For a one minute Anime file we can have 5-6 switches (different group folders which hold different character, backgrounds, etc), and in each group folder we have various camera angles (zooms, cuts).
Basically we are doing our "editing and shooting" in Anime for each scene.
We will then take the 70 scenes, compile them in our video editing software, add some music, transitions and we are done.
Perhaps that is not the "correct" way to go, but it is the way we have chosen to animate our 75 minute film.
As I said, others animate differently using Anime. I just wanted to let the original poster know that we average 1-2 minute scenes (not shots) using Anime. Anything longer for us is too tedious using Anime's timeline and would require too many group/switch layers to keep track of. (plus the problem with the soundtrack bug)

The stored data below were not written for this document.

//! The arena-growth primitive.

use crate::error::ArenaError;

/// A contiguous byte region that only grows at its high end.
///
/// This is the boundary between the allocator and whatever supplies its
/// memory. Implementors guarantee that bytes below the break never move
/// relative to offset 0, so arena offsets stay valid across growth.
pub trait Sbrk {
    /// Extend the region by `incr` bytes.
    ///
    /// Returns the old break (the offset of the first new byte). On
    /// failure the break is unchanged and [`ArenaError::Exhausted`] is
    /// returned.
    fn sbrk(&mut self, incr: usize) -> Result<usize, ArenaError>;

    /// Move the break back to zero, discarding every byte.
    fn reset_brk(&mut self);

    /// Current break: the number of managed bytes.
    fn brk(&self) -> usize;

    /// The managed bytes, `0..brk()`.
    fn bytes(&self) -> &[u8];

    /// The managed bytes, mutably.
    fn bytes_mut(&mut self) -> &mut [u8];

    /// Upper bound on [`brk`](Self::brk).
    fn max_bytes(&self) -> usize;
}
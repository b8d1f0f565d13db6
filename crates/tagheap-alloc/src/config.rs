//! Heap configuration parameters.

use crate::error::HeapError;
use crate::layout::ALIGNMENT;

/// Configuration for a [`Heap`](crate::Heap).
///
/// Controls how aggressively the arena grows. Validated when the heap is
/// constructed; immutable afterwards.
#[derive(Clone, Debug, PartialEq, Eq)]
pub struct HeapConfig {
    /// Minimum number of bytes requested from the arena per growth.
    ///
    /// Default: 4096. Must be a non-zero multiple of 8. A request larger
    /// than the chunk grows the arena by exactly the adjusted request.
    pub chunk_size: usize,

    /// Bytes the arena is grown by during `init`, forming the first free
    /// block.
    ///
    /// Default: 4096. May be zero; must be a multiple of 8.
    pub initial_extend: usize,
}

impl HeapConfig {
    /// Default growth chunk: 4 KiB.
    pub const DEFAULT_CHUNK_SIZE: usize = 1 << 12;

    /// Create a config whose chunk and initial extension are both `chunk_size`.
    pub fn new(chunk_size: usize) -> Self {
        Self {
            chunk_size,
            initial_extend: chunk_size,
        }
    }

    /// Set the initial extension.
    pub fn with_initial_extend(mut self, initial_extend: usize) -> Self {
        self.initial_extend = initial_extend;
        self
    }

    /// Check structural constraints.
    pub fn validate(&self) -> Result<(), HeapError> {
        if self.chunk_size == 0 || self.chunk_size % ALIGNMENT != 0 {
            return Err(HeapError::InvalidConfig {
                reason: format!(
                    "chunk_size {} must be a non-zero multiple of {ALIGNMENT}",
                    self.chunk_size
                ),
            });
        }
        if self.initial_extend % ALIGNMENT != 0 {
            return Err(HeapError::InvalidConfig {
                reason: format!(
                    "initial_extend {} must be a multiple of {ALIGNMENT}",
                    self.initial_extend
                ),
            });
        }
        Ok(())
    }
}

impl Default for HeapConfig {
    fn default() -> Self {
        Self::new(Self::DEFAULT_CHUNK_SIZE)
    }
}
//! Trace replay against a heap.
//!
//! [`replay`] applies each record of a [`Trace`] to a [`Heap`], binding
//! caller ids to the blocks it hands out. Every live block is filled with
//! a pattern derived from its id, and the pattern is verified before the
//! block is freed or resized, so any operation that tramples a neighbor
//! is caught at the line that exposed it.

use indexmap::IndexMap;
use log::{debug, trace};
use tagheap_alloc::{BlockPtr, Heap, HeapStats};
use tagheap_arena::Sbrk;

use crate::error::TraceError;
use crate::types::{Op, Trace};

/// Knobs for [`replay`].
#[derive(Clone, Copy, Debug, PartialEq, Eq)]
pub struct ReplayOptions {
    /// Run [`Heap::check`] after every request.
    pub check_each_op: bool,
    /// Fill payloads with an id pattern and verify it survives.
    pub verify_payloads: bool,
}

impl Default for ReplayOptions {
    fn default() -> Self {
        Self {
            check_each_op: false,
            verify_payloads: true,
        }
    }
}

impl ReplayOptions {
    /// Every check enabled.
    pub fn strict() -> Self {
        Self {
            check_each_op: true,
            verify_payloads: true,
        }
    }
}

/// Outcome of a successful replay.
#[derive(Clone, Debug, PartialEq)]
pub struct ReplayReport {
    /// Requests applied.
    pub ops: usize,
    /// Ids still live at the end.
    pub live: usize,
    /// Highest total of live requested payload bytes at any point.
    pub peak_payload: usize,
    /// Heap statistics after the last request.
    pub final_stats: HeapStats,
    /// `peak_payload` over the final arena size.
    pub utilization: f64,
}

/// A live id's block and requested size.
#[derive(Clone, Copy, Debug)]
struct Binding {
    ptr: BlockPtr,
    size: usize,
}

/// Byte written at `index` of the payload bound to `id`.
fn pattern(id: u32, index: usize) -> u8 {
    (id.wrapping_mul(0x9e37_79b9) >> 24) as u8 ^ index as u8
}

fn fill<A: Sbrk>(heap: &mut Heap<A>, line: usize, id: u32, b: Binding) -> Result<(), TraceError> {
    let payload = heap
        .payload_mut(b.ptr)
        .map_err(|source| TraceError::Heap { line, source })?;
    for (i, byte) in payload[..b.size].iter_mut().enumerate() {
        *byte = pattern(id, i);
    }
    Ok(())
}

fn verify<A: Sbrk>(
    heap: &Heap<A>,
    line: usize,
    id: u32,
    ptr: BlockPtr,
    len: usize,
) -> Result<(), TraceError> {
    let payload = heap
        .payload(ptr)
        .map_err(|source| TraceError::Heap { line, source })?;
    let intact = payload[..len]
        .iter()
        .enumerate()
        .all(|(i, &byte)| byte == pattern(id, i));
    if intact {
        Ok(())
    } else {
        Err(TraceError::Corrupted { line, id })
    }
}

/// Apply `trace` to `heap`.
///
/// Stops at the first failing request. Ids may be reused once freed.
pub fn replay<A: Sbrk>(
    trace: &Trace,
    heap: &mut Heap<A>,
    options: ReplayOptions,
) -> Result<ReplayReport, TraceError> {
    debug!(
        "replaying {} requests (check_each_op={}, verify_payloads={})",
        trace.len(),
        options.check_each_op,
        options.verify_payloads
    );
    let mut live: IndexMap<u32, Binding> = IndexMap::new();
    let mut payload = 0usize;
    let mut peak_payload = 0usize;

    for record in trace.records() {
        let line = record.line;
        trace!("line {line}: {}", record.op);
        match record.op {
            Op::Alloc { id, size } => {
                if live.contains_key(&id) {
                    return Err(TraceError::LiveId { line, id });
                }
                let ptr = heap
                    .acquire(size)
                    .map_err(|source| TraceError::Heap { line, source })?;
                let binding = Binding { ptr, size };
                if options.verify_payloads {
                    fill(heap, line, id, binding)?;
                }
                live.insert(id, binding);
                payload += size;
            }
            Op::Free { id } => {
                let binding = live
                    .swap_remove(&id)
                    .ok_or(TraceError::UnknownId { line, id })?;
                if options.verify_payloads {
                    verify(heap, line, id, binding.ptr, binding.size)?;
                }
                heap.release(binding.ptr)
                    .map_err(|source| TraceError::Heap { line, source })?;
                payload -= binding.size;
            }
            Op::Realloc { id, size } => {
                let old = *live.get(&id).ok_or(TraceError::UnknownId { line, id })?;
                if options.verify_payloads {
                    verify(heap, line, id, old.ptr, old.size)?;
                }
                let moved = heap
                    .resize(old.ptr, size)
                    .map_err(|source| TraceError::Heap { line, source })?;
                payload -= old.size;
                match moved {
                    Some(ptr) => {
                        let binding = Binding { ptr, size };
                        if options.verify_payloads {
                            verify(heap, line, id, ptr, old.size.min(size))?;
                            fill(heap, line, id, binding)?;
                        }
                        live.insert(id, binding);
                        payload += size;
                    }
                    None => {
                        live.swap_remove(&id);
                    }
                }
            }
        }
        peak_payload = peak_payload.max(payload);

        if options.check_each_op {
            heap.check()
                .map_err(|source| TraceError::Inconsistent { line, source })?;
        }
    }

    let final_stats = heap.stats();
    let utilization = if final_stats.arena_bytes == 0 {
        0.0
    } else {
        peak_payload as f64 / final_stats.arena_bytes as f64
    };
    debug!(
        "replay done: {} live ids, peak payload {peak_payload}, arena {} bytes",
        live.len(),
        final_stats.arena_bytes
    );
    Ok(ReplayReport {
        ops: trace.len(),
        live: live.len(),
        peak_payload,
        final_stats,
        utilization,
    })
}
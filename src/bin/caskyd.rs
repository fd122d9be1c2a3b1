//! `caskyd` serves a single Casky database over a line-oriented TCP
//! protocol on the loopback interface.
//!
//! Configuration comes from the environment:
//!
//! - `CASKYD_DB`        log file path (default `caskyd.db`)
//! - `CASKYD_PORT`      listen port on 127.0.0.1 (default 5050)
//! - `CASKYD_LOG_LEVEL` DEBUG | INFO | WARN | ERROR (default INFO)
//!
//! On SIGINT/SIGTERM the daemon stops accepting connections, waits up to
//! five seconds for active clients to finish, then closes the database.

use std::env;
use std::io;
use std::io::BufReader;
use std::net::{TcpListener, TcpStream};
use std::process;
use std::sync::atomic::{AtomicBool, AtomicUsize, Ordering};
use std::sync::Arc;
use std::thread;
use std::time::{Duration, Instant};

use env_logger::Env;
use log::{error, info, warn};

use casky::server::serve_connection;
use casky::Casky;

const DEFAULT_PORT: u16 = 5050;
const SHUTDOWN_GRACE: Duration = Duration::from_secs(5);
const ACCEPT_POLL: Duration = Duration::from_millis(50);

fn main() {
    env_logger::Builder::from_env(Env::new().filter_or("CASKYD_LOG_LEVEL", "info")).init();

    let db_path = env::var("CASKYD_DB").unwrap_or_else(|_| "caskyd.db".to_string());
    let port = match env::var("CASKYD_PORT") {
        Ok(raw) => match raw.parse::<u16>() {
            Ok(port) => port,
            Err(_) => {
                error!("CASKYD_PORT is not a port number: {:?}", raw);
                process::exit(1);
            }
        },
        Err(_) => DEFAULT_PORT,
    };

    let db = match Casky::open(&db_path) {
        Ok(db) => db,
        Err(err) => {
            error!("failed to open database {:?}: {}", db_path, err);
            process::exit(1);
        }
    };
    if db.corrupted() {
        warn!("database {:?} has a corrupt log tail; compaction advised", db_path);
    }

    let listener = match TcpListener::bind(("127.0.0.1", port)) {
        Ok(listener) => listener,
        Err(err) => {
            error!("failed to bind 127.0.0.1:{}: {}", port, err);
            process::exit(1);
        }
    };
    if let Err(err) = listener.set_nonblocking(true) {
        error!("failed to configure listener: {}", err);
        process::exit(1);
    }

    let shutdown = Arc::new(AtomicBool::new(false));
    for signal in [signal_hook::consts::SIGINT, signal_hook::consts::SIGTERM] {
        if let Err(err) = signal_hook::flag::register(signal, Arc::clone(&shutdown)) {
            error!("failed to install signal handler: {}", err);
            process::exit(1);
        }
    }

    info!(
        "caskyd {} listening on 127.0.0.1:{} (db: {:?}{})",
        casky::version(),
        port,
        db_path,
        if Casky::is_thread_safe() {
            ", thread-safe"
        } else {
            ""
        }
    );

    let active = Arc::new(AtomicUsize::new(0));

    while !shutdown.load(Ordering::SeqCst) {
        match listener.accept() {
            Ok((stream, peer)) => {
                info!("client connected: {}", peer);
                serve(stream, &db, &active);
            }
            Err(ref err) if err.kind() == io::ErrorKind::WouldBlock => {
                thread::sleep(ACCEPT_POLL);
            }
            Err(err) => warn!("accept failed: {}", err),
        }
    }

    info!("shutting down");
    drop(listener);

    let deadline = Instant::now() + SHUTDOWN_GRACE;
    while active.load(Ordering::SeqCst) > 0 && Instant::now() < deadline {
        thread::sleep(ACCEPT_POLL);
    }
    let remaining = active.load(Ordering::SeqCst);
    if remaining > 0 {
        warn!("{} clients still active after the grace period", remaining);
    }

    if let Err(err) = db.close() {
        error!("failed to close database: {}", err);
    }
    info!("bye");
}

#[cfg(feature = "thread-safe")]
fn serve(stream: TcpStream, db: &Casky, active: &Arc<AtomicUsize>) {
    let db = db.clone();
    let active = Arc::clone(active);
    active.fetch_add(1, Ordering::SeqCst);
    thread::spawn(move || {
        if let Err(err) = handle(stream, &db) {
            warn!("client error: {}", err);
        }
        active.fetch_sub(1, Ordering::SeqCst);
    });
}

// Without internal locking the engine cannot leave this thread, so clients
// are served one at a time.
#[cfg(not(feature = "thread-safe"))]
fn serve(stream: TcpStream, db: &Casky, _active: &Arc<AtomicUsize>) {
    if let Err(err) = handle(stream, db) {
        warn!("client error: {}", err);
    }
}

fn handle(stream: TcpStream, db: &Casky) -> io::Result<()> {
    // Accepted sockets can inherit the listener's non-blocking mode.
    stream.set_nonblocking(false)?;
    let reader = BufReader::new(stream.try_clone()?);
    serve_connection(reader, stream, db)
}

Ah! I'm used to say "scene" when life-action says shot, that was the habit in all the studios I worked with. Now it makes much more sense.
Still, I don't see much advantage in putting different shots into one file. The only combination that profits from that is a file with several shots on the same background with the same characters.
Still, I don't see much advantage in putting different shots into one file. The only combination that profits from that is a file with several shots on the same background with the same characters.